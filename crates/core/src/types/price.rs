//! Type-safe unit price using decimal arithmetic.
//!
//! Prices travel over the wire and through local storage as JSON numbers
//! (`29.99`), but are held as [`Decimal`] so that cart totals never pick up
//! floating point drift.

use core::fmt;

use rust_decimal::Decimal;
use serde::{Deserialize, Deserializer, Serialize, Serializer};

/// Errors that can occur when constructing a [`Price`].
#[derive(thiserror::Error, Debug, Clone, PartialEq, Eq)]
pub enum PriceError {
    /// Prices cannot be negative.
    #[error("price cannot be negative: {0}")]
    Negative(Decimal),
}

/// A non-negative unit price in the store's currency.
#[derive(Debug, Clone, Copy, PartialEq, Eq, PartialOrd, Ord, Hash, Default)]
pub struct Price(Decimal);

impl Price {
    /// Zero, the price of an empty cart.
    pub const ZERO: Self = Self(Decimal::ZERO);

    /// Create a price from a decimal amount.
    ///
    /// # Errors
    ///
    /// Returns [`PriceError::Negative`] if `amount` is below zero.
    pub fn new(amount: Decimal) -> Result<Self, PriceError> {
        if amount.is_sign_negative() && !amount.is_zero() {
            return Err(PriceError::Negative(amount));
        }
        Ok(Self(amount))
    }

    /// Create a price from an amount in cents (e.g. `2999` for 29.99).
    #[must_use]
    pub fn from_cents(cents: u32) -> Self {
        Self(Decimal::new(i64::from(cents), 2))
    }

    /// Get the decimal amount.
    #[must_use]
    pub const fn amount(&self) -> Decimal {
        self.0
    }

    /// Price of `quantity` units.
    #[must_use]
    pub fn times(self, quantity: u32) -> Decimal {
        self.0 * Decimal::from(quantity)
    }
}

impl fmt::Display for Price {
    fn fmt(&self, f: &mut fmt::Formatter<'_>) -> fmt::Result {
        write!(f, "${:.2}", self.0)
    }
}

impl TryFrom<Decimal> for Price {
    type Error = PriceError;

    fn try_from(amount: Decimal) -> Result<Self, Self::Error> {
        Self::new(amount)
    }
}

impl Serialize for Price {
    fn serialize<S: Serializer>(&self, serializer: S) -> Result<S::Ok, S::Error> {
        rust_decimal::serde::float::serialize(&self.0, serializer)
    }
}

impl<'de> Deserialize<'de> for Price {
    fn deserialize<D: Deserializer<'de>>(deserializer: D) -> Result<Self, D::Error> {
        let amount = rust_decimal::serde::float::deserialize(deserializer)?;
        Self::new(amount).map_err(serde::de::Error::custom)
    }
}

#[cfg(test)]
#[allow(clippy::unwrap_used)]
mod tests {
    use super::*;

    #[test]
    fn test_negative_price_rejected() {
        assert!(matches!(Price::new(Decimal::new(-1, 2)), Err(PriceError::Negative(_))));
        assert!(Price::new(Decimal::ZERO).is_ok());
    }

    #[test]
    fn test_times_is_exact() {
        let price = Price::from_cents(2999);
        assert_eq!(price.times(5), Decimal::new(14995, 2));
    }

    #[test]
    fn test_serializes_as_number() {
        let price = Price::from_cents(1000);
        let json = serde_json::to_value(price).unwrap();
        assert!(json.is_number());
        let back: Price = serde_json::from_value(json).unwrap();
        assert_eq!(back, price);
    }

    #[test]
    fn test_deserialize_rejects_negative() {
        let result: Result<Price, _> = serde_json::from_str("-5");
        assert!(result.is_err());
    }

    #[test]
    fn test_display() {
        assert_eq!(Price::from_cents(500).to_string(), "$5.00");
    }
}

··········

▶ [Problem] Lines that contain the word "quantity": how many are there in the data? Give the number and nothing else.

▶ [Task output] 3